Manaus – A constante evolução das contratações públicas gera debate entre a transparência e a gestão pública. Recentemente, a Universidade do Estado do Amazonas (UEA) decretou um aumento significativo de 4,68% no contrato de locação de veículos com a RR Serviços de Transporte e Navegação Ltda., o que levanta questões sobre os vínculos comerciais entre o governo local e empresas de familiares de autoridades públicas, especialmente do governador do Amazonas, Roberto Cidade.
Reajuste Contratual e Seus Reflexos
O quarto termo aditivo ao Contrato nº 043/2023-UEA foi assinado em julho de 2026 pelo reitor André Luiz Nunes Zogahib. Este reajuste, além de garantir a continuidade dos serviços prestados, aumenta consideravelmente os custos do contrato, refletindo diretamente nos valores mensais e globais associados à locação dos veículos, que são essenciais para as atividades acadêmicas da UEA.
Detalhes Financeiros do Contrato
Com a aplicação do índice de reajuste, o contrato teve alterações significativas nos seguintes valores:
- Valor Global: Passou de R$ 7.562.640,00 para R$ 7.916.570,88.
- Valor Mensal: Aumento de aproximadamente R$ 630,2 mil para R$ 659.714,24.
- Aumento Anual: O acréscimo representa cerca de R$ 353,9 mil ao longo de 12 meses.

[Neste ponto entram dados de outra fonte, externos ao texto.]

use std::sync::Arc;

use gaia_adapters::SharedSessionRegistry;
use gaia_app::{Pipeline, TickScheduler, WorldCache};

/// Shared application state — the composition root for the running server.
///
/// Grounded on `wrldbldr-engine-composition/src/app_state.rs`'s shape
/// (`Clone`-via-`Arc`, built once by [`crate::bootstrap`] and handed to
/// every transport). GAIA's port surface is small enough that one flat
/// struct suffices where the teacher groups services into sub-containers.
#[derive(Clone)]
pub struct AppState {
    pub pipeline: Arc<Pipeline>,
    pub registry: SharedSessionRegistry,
    pub cache: Arc<WorldCache>,
    pub tick_scheduler: Arc<TickScheduler>,
}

Esses valores refletem a importância do contrato para os serviços oferecidos pela instituição no interior do Amazonas. A frota locada, composta por vans e picapes zero quilômetro, vem com motorista, combustível, e manutenção, otimizando as operações acadêmicas e administrativas.
Vínculos entre Governo e Empresas Familiares
Apesar da decisão anterior do governador Roberto Cidade de cortar laços comerciais com empresas de sua família, o contrato da UEA foi atualizado, reforçando a possibilidade de conflitos de interesse. O Governo do Amazonas ainda não se manifestou oficialmente sobre a continuidade deste vínculo, que é alvo de críticas da sociedade.
A ausência de um posicionamento claro sobre o assunto faz com que a população questiona a ética em contratos públicos, principalmente em um cenário onde a transparência é fundamental para a confiança nas instituições. A percepção de que as decisões são influenciadas por relações pessoais pode minar a credibilidade da gestão pública.
Embora o aumento de custo pareça justificável em determinadas condições, a situação gera alerta sobre a fiscalização das contratações e a necessidade de um olhar crítico sobre as decisões governamentais que envolvem empresas ligadas a figuras públicas. O comprometimento com a integridade e a transparência deve ser prioridade na gestão pública.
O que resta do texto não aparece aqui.